— Task goal —
Every line holding the string "LiveSession" is to be copied from the entries below.

Collected data:
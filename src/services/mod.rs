//! Domain services used by websocket and HTTP routes.
//!
//! Service modules own relay rules and persistence so route handlers stay
//! focused on protocol translation and auth plumbing.

pub mod auth;
pub mod room;
pub mod shapes;
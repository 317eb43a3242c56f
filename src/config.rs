//! Server configuration parsed from environment variables.

#[cfg(test)]
#[path = "config_test.rs"]
mod config_test;

pub const DEFAULT_PORT: u16 = 3000;
pub const DEFAULT_DB_MAX_CONNECTIONS: u32 = 5;
pub const DEFAULT_HISTORY_LIMIT: i64 = wire::DEFAULT_HISTORY_LIMIT;
pub const DEFAULT_CLIENT_QUEUE_CAPACITY: usize = 256;

/// Upper bound for `?limit=` on the history endpoint.
pub const MAX_HISTORY_LIMIT: i64 = 500;

#[derive(Debug, thiserror::Error, PartialEq, Eq)]
pub enum ConfigError {
    #[error("{0} is required")]
    Missing(&'static str),
}

#[derive(Debug, Clone, PartialEq, Eq)]
pub struct Config {
    pub database_url: String,
    pub port: u16,
    pub db_max_connections: u32,
    /// Default page size for `GET /chats/{room_id}`.
    pub history_limit: i64,
    /// Outbound envelopes buffered per connection before drops.
    pub client_queue_capacity: usize,
}

impl Config {
    /// Build config from the process environment.
    ///
    /// Required: `DATABASE_URL`.
    ///
    /// Optional (unparseable values fall back to the default):
    /// - `PORT`: default 3000
    /// - `DB_MAX_CONNECTIONS`: default 5
    /// - `HISTORY_LIMIT`: default 50, clamped to 1..=500
    /// - `CLIENT_QUEUE_CAPACITY`: default 256, minimum 1
    ///
    /// # Errors
    ///
    /// Returns [`ConfigError::Missing`] when `DATABASE_URL` is unset or blank.
    pub fn from_env() -> Result<Self, ConfigError> {
        Self::from_lookup(|key| std::env::var(key).ok())
    }

    /// Build config from an arbitrary key lookup.
    ///
    /// # Errors
    ///
    /// Same as [`Config::from_env`].
    pub fn from_lookup(lookup: impl Fn(&str) -> Option<String>) -> Result<Self, ConfigError> {
        let database_url = lookup("DATABASE_URL")
            .filter(|v| !v.trim().is_empty())
            .ok_or(ConfigError::Missing("DATABASE_URL"))?;

        Ok(Self {
            database_url,
            port: parse_or(&lookup, "PORT", DEFAULT_PORT),
            db_max_connections: parse_or(&lookup, "DB_MAX_CONNECTIONS", DEFAULT_DB_MAX_CONNECTIONS),
            history_limit: clamp_history_limit(parse_or(&lookup, "HISTORY_LIMIT", DEFAULT_HISTORY_LIMIT)),
            client_queue_capacity: parse_or(&lookup, "CLIENT_QUEUE_CAPACITY", DEFAULT_CLIENT_QUEUE_CAPACITY).max(1),
        })
    }
}

/// Clamp a requested history page size into the accepted range.
#[must_use]
pub fn clamp_history_limit(limit: i64) -> i64 {
    limit.clamp(1, MAX_HISTORY_LIMIT)
}

fn parse_or<T>(lookup: &impl Fn(&str) -> Option<String>, key: &str, default: T) -> T
where
    T: std::str::FromStr,
{
    lookup(key)
        .and_then(|v| v.trim().parse::<T>().ok())
        .unwrap_or(default)
}
//! WebSocket handler: the relay's per-connection actor.
//!
//! DESIGN
//! ======
//! The token is checked before upgrade; a bad token gets `401` and never
//! reaches the protocol. After upgrade the socket is split. A writer task
//! drains the connection's outbound queue into the sink, while this task
//! reads inbound frames one at a time and awaits each envelope's handling
//! before reading the next.
//!
//! LIFECYCLE
//! =========
//! 1. Verify token → upgrade → register connection (no rooms yet)
//! 2. Inbound text → decode → `services::room::handle_envelope`
//! 3. Close or error → unregister → refresh presence in joined rooms

#[cfg(test)]
#[path = "ws_test.rs"]
mod ws_test;

use std::collections::HashMap;

use axum::extract::ws::{Message, WebSocket, WebSocketUpgrade};
use axum::extract::{Query, State};
use axum::http::StatusCode;
use axum::response::{IntoResponse, Response};
use futures::stream::SplitSink;
use futures::{SinkExt, StreamExt};
use tokio::sync::mpsc;
use tracing::{debug, error, info, warn};
use wire::{Envelope, decode_envelope, encode_envelope};

use crate::services::auth::Participant;
use crate::services::room;
use crate::state::{AppState, ConnectionId};

// =============================================================================
// UPGRADE
// =============================================================================

pub async fn handle_ws(
    State(state): State<AppState>,
    Query(params): Query<HashMap<String, String>>,
    ws: WebSocketUpgrade,
) -> Response {
    let Some(token) = params.get("token").filter(|t| !t.is_empty()) else {
        return (StatusCode::UNAUTHORIZED, "token required").into_response();
    };

    let participant = match state.tokens.verify(token).await {
        Ok(Some(p)) => p,
        Ok(None) => return (StatusCode::UNAUTHORIZED, "invalid or expired token").into_response(),
        Err(e) => {
            error!(error = %e, "ws token verification failed");
            return (StatusCode::INTERNAL_SERVER_ERROR, "token verification error").into_response();
        }
    };

    ws.on_upgrade(move |socket| run_ws(socket, state, participant))
}

// =============================================================================
// CONNECTION
// =============================================================================

async fn run_ws(socket: WebSocket, state: AppState, participant: Participant) {
    let (tx, rx) = mpsc::channel::<Envelope>(state.config.client_queue_capacity);
    let conn_id = state.registry.lock().await.register(participant.clone(), tx);
    info!(%conn_id, user_id = %participant.id, "ws: client connected");

    let (sink, mut stream) = socket.split();
    let writer = tokio::spawn(write_outbound(sink, rx, conn_id));

    while let Some(msg) = stream.next().await {
        match msg {
            Ok(Message::Text(text)) => process_inbound_text(&state, conn_id, &participant, text.as_str()).await,
            Ok(Message::Binary(_)) => warn!(%conn_id, "ws: binary frame ignored"),
            Ok(Message::Close(_)) => break,
            Ok(Message::Ping(_) | Message::Pong(_)) => {}
            Err(e) => {
                debug!(%conn_id, error = %e, "ws: read failed");
                break;
            }
        }
    }

    // Unregistering drops the queue's sender, which ends the writer.
    room::disconnect(&state, conn_id).await;
    if let Err(e) = writer.await {
        warn!(%conn_id, error = %e, "ws: writer task failed");
    }
    info!(%conn_id, "ws: client disconnected");
}

async fn write_outbound(
    mut sink: SplitSink<WebSocket, Message>,
    mut rx: mpsc::Receiver<Envelope>,
    conn_id: ConnectionId,
) {
    while let Some(envelope) = rx.recv().await {
        let text = match encode_envelope(&envelope) {
            Ok(text) => text,
            Err(e) => {
                error!(%conn_id, error = %e, "ws: encode failed");
                continue;
            }
        };
        if let Err(e) = sink.send(Message::Text(text.into())).await {
            debug!(%conn_id, error = %e, "ws: send failed");
            return;
        }
    }
    if let Err(e) = sink.close().await {
        debug!(%conn_id, error = %e, "ws: close failed");
    }
}

// =============================================================================
// INBOUND
// =============================================================================

/// Decode one inbound text frame and route it. Undecodable text is logged
/// and dropped; the connection stays open.
async fn process_inbound_text(state: &AppState, conn_id: ConnectionId, participant: &Participant, text: &str) {
    match decode_envelope(text) {
        Ok(envelope) => {
            debug!(%conn_id, kind = envelope.kind(), "ws: recv");
            room::handle_envelope(state, conn_id, participant, envelope).await;
        }
        Err(e) => warn!(%conn_id, error = %e, "ws: malformed envelope dropped"),
    }
}
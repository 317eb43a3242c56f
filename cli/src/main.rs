mod api;
mod session;


use std::collections::HashSet;
use std::time::Duration;

use canvas::engine::Action;
use canvas::input::Tool;
use clap::{Parser, Subcommand};
use reqwest::Url;
use wire::{Envelope, Point, ShapeMessage};

use crate::api::ApiClient;
use crate::session::{LiveSession, gesture};

#[derive(Debug, thiserror::Error)]
pub(crate) enum CliError {
    #[error("missing access token; pass --token or set DRAWSYNC_TOKEN")]
    MissingToken,
    #[error("invalid base URL: {0}")]
    InvalidBaseUrl(String),
    #[error("{0} does not draw shapes")]
    NotADrawingTool(Tool),
    #[error("http request failed: {0}")]
    Http(#[from] reqwest::Error),
    #[error("websocket failed: {0}")]
    WsConnect(Box<tokio_tungstenite::tungstenite::Error>),
    #[error("websocket closed")]
    WsClosed,
    #[error("envelope encode failed: {0}")]
    Codec(#[from] wire::CodecError),
    #[error("timed out waiting for the relay")]
    Timeout,
    #[error("background task failed: {0}")]
    Task(#[from] tokio::task::JoinError),
    #[error("health check failed with HTTP {0}")]
    Unhealthy(u16),
}

#[derive(Parser, Debug)]
#[command(name = "drawsync-cli", about = "drawsync relay and storage CLI")]
struct Cli {
    #[arg(long, env = "DRAWSYNC_BASE_URL", default_value = "http://127.0.0.1:3000")]
    base_url: String,

    #[arg(long, env = "DRAWSYNC_TOKEN")]
    token: Option<String>,

    #[arg(long, default_value_t = 5, help = "Seconds to wait for echoes and storage calls")]
    timeout_secs: u64,

    #[command(subcommand)]
    command: Command,
}

#[derive(Subcommand, Debug)]
enum Command {
    /// Check that the relay is up.
    Ping,
    /// Print room traffic until the relay hangs up.
    Watch { room: String },
    /// Drag out a new shape with a drawing tool.
    #[command(allow_negative_numbers = true)]
    Draw { room: String, tool: Tool, x1: f64, y1: f64, x2: f64, y2: f64 },
    /// Erase every shape under a point.
    #[command(allow_negative_numbers = true)]
    Erase { room: String, x: f64, y: f64 },
    /// Drag the top-most shape under the first point to the second.
    #[command(allow_negative_numbers = true)]
    Move { room: String, x1: f64, y1: f64, x2: f64, y2: f64 },
}

#[derive(Debug, Clone)]
struct CliContext {
    base_url: String,
    token: Option<String>,
    timeout: Duration,
}

impl CliContext {
    fn token(&self) -> Result<&str, CliError> {
        self.token.as_deref().filter(|t| !t.is_empty()).ok_or(CliError::MissingToken)
    }

    async fn connect(&self, room: &str) -> Result<LiveSession, CliError> {
        let token = self.token()?;
        let api = ApiClient::new(self.base_url.clone(), token);
        let url = ws_url(&self.base_url, token)?;
        LiveSession::connect(api, &url, room).await
    }
}

#[tokio::main]
async fn main() -> Result<(), CliError> {
    let cli = Cli::parse();
    let ctx = CliContext {
        base_url: cli.base_url,
        token: cli.token,
        timeout: Duration::from_secs(cli.timeout_secs),
    };

    match cli.command {
        Command::Ping => run_ping(&ctx).await,
        Command::Watch { room } => run_watch(&ctx, &room).await,
        Command::Draw { room, tool, x1, y1, x2, y2 } => {
            run_draw(&ctx, &room, tool, Point::new(x1, y1), Point::new(x2, y2)).await
        }
        Command::Erase { room, x, y } => run_erase(&ctx, &room, Point::new(x, y)).await,
        Command::Move { room, x1, y1, x2, y2 } => run_move(&ctx, &room, Point::new(x1, y1), Point::new(x2, y2)).await,
    }
}

async fn run_ping(ctx: &CliContext) -> Result<(), CliError> {
    let url = format!("{}/healthz", ctx.base_url.trim_end_matches('/'));
    let status = reqwest::get(url).await?.status();
    if !status.is_success() {
        return Err(CliError::Unhealthy(status.as_u16()));
    }
    println!("ok");
    Ok(())
}

async fn run_watch(ctx: &CliContext, room: &str) -> Result<(), CliError> {
    let mut live = ctx.connect(room).await?;
    eprintln!("watching {room} ({} shapes)", live.session().engine().shapes().len());
    loop {
        match live.step().await {
            Ok(Some(envelope)) => {
                let count = live.session().engine().shapes().len();
                println!("{} [{count} shapes]", describe(&envelope));
            }
            Ok(None) => {}
            Err(CliError::WsClosed) => {
                eprintln!("relay closed the connection");
                return Ok(());
            }
            Err(error) => return Err(error),
        }
    }
}

async fn run_draw(ctx: &CliContext, room: &str, tool: Tool, from: Point, to: Point) -> Result<(), CliError> {
    if !tool.creates_shape() {
        return Err(CliError::NotADrawingTool(tool));
    }
    let mut live = ctx.connect(room).await?;
    let before: HashSet<i64> = live.session().engine().shapes().iter().map(|r| r.id).collect();

    let actions = gesture(live.session_mut().engine_mut(), tool, from, to);
    if actions.is_empty() {
        eprintln!("drag from {} to {} is too small to draw", fmt_point(from), fmt_point(to));
    }
    live.session_mut().execute(actions)?;
    live.settle(ctx.timeout).await?;

    for record in live.session().engine().shapes() {
        if record.id > 0 && !before.contains(&record.id) {
            println!("created shape {} ({})", record.id, record.shape.kind());
        }
    }
    live.finish().await
}

async fn run_erase(ctx: &CliContext, room: &str, at: Point) -> Result<(), CliError> {
    let mut live = ctx.connect(room).await?;
    let actions = gesture(live.session_mut().engine_mut(), Tool::Eraser, at, at);
    let erased = count_persists(&actions);
    live.session_mut().execute(actions)?;
    live.settle(ctx.timeout).await?;
    println!("erased {erased} shape(s) at {}", fmt_point(at));
    live.finish().await
}

async fn run_move(ctx: &CliContext, room: &str, from: Point, to: Point) -> Result<(), CliError> {
    let mut live = ctx.connect(room).await?;
    let actions = gesture(live.session_mut().engine_mut(), Tool::Select, from, to);
    let picked = live.session().engine().selection();
    live.session_mut().execute(actions)?;
    live.settle(ctx.timeout).await?;
    match picked {
        Some(id) => println!("moved shape {id}"),
        None => eprintln!("no shape at {}", fmt_point(from)),
    }
    live.finish().await
}

/// Relay socket URL for `base_url`, with the token form-encoded.
fn ws_url(base_url: &str, token: &str) -> Result<String, CliError> {
    let invalid = || CliError::InvalidBaseUrl(base_url.to_owned());
    let mut url = Url::parse(base_url).map_err(|_| invalid())?;
    let scheme = match url.scheme() {
        "http" => "ws",
        "https" => "wss",
        _ => return Err(invalid()),
    };
    url.set_scheme(scheme).map_err(|()| invalid())?;
    url.path_segments_mut().map_err(|()| invalid())?.pop_if_empty().push("ws");
    url.query_pairs_mut().clear().append_pair("token", token);
    Ok(url.into())
}

fn count_persists(actions: &[Action]) -> usize {
    actions
        .iter()
        .filter(|a| matches!(a, Action::PersistDelete { .. } | Action::PersistUpdate { .. }))
        .count()
}

/// One line of `watch` output.
fn describe(envelope: &Envelope) -> String {
    match envelope {
        Envelope::Chat { id, message, .. } => {
            let id = id.map_or_else(|| "?".to_owned(), |id| id.to_string());
            match ShapeMessage::decode(message) {
                Ok(msg) => format!("created #{id} {}", msg.shape.kind()),
                Err(_) => format!("created #{id} (not a shape)"),
            }
        }
        Envelope::Update { shape_id, shape, .. } => format!("updated #{shape_id} {}", shape.kind()),
        Envelope::Delete { shape_id, .. } => format!("deleted #{shape_id}"),
        Envelope::RoomUsers { users } => {
            let names: Vec<&str> = users.iter().map(|u| u.name.as_str()).collect();
            format!("present: {}", names.join(", "))
        }
        Envelope::JoinRoom { room_id } | Envelope::LeaveRoom { room_id } => {
            format!("{} {room_id}", envelope.kind())
        }
    }
}

fn fmt_point(pt: Point) -> String {
    format!("({}, {})", pt.x, pt.y)
}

— Answer space —
use crate::session::{LiveSession, gesture};
    async fn connect(&self, room: &str) -> Result<LiveSession, CliError> {
        LiveSession::connect(api, &url, room).await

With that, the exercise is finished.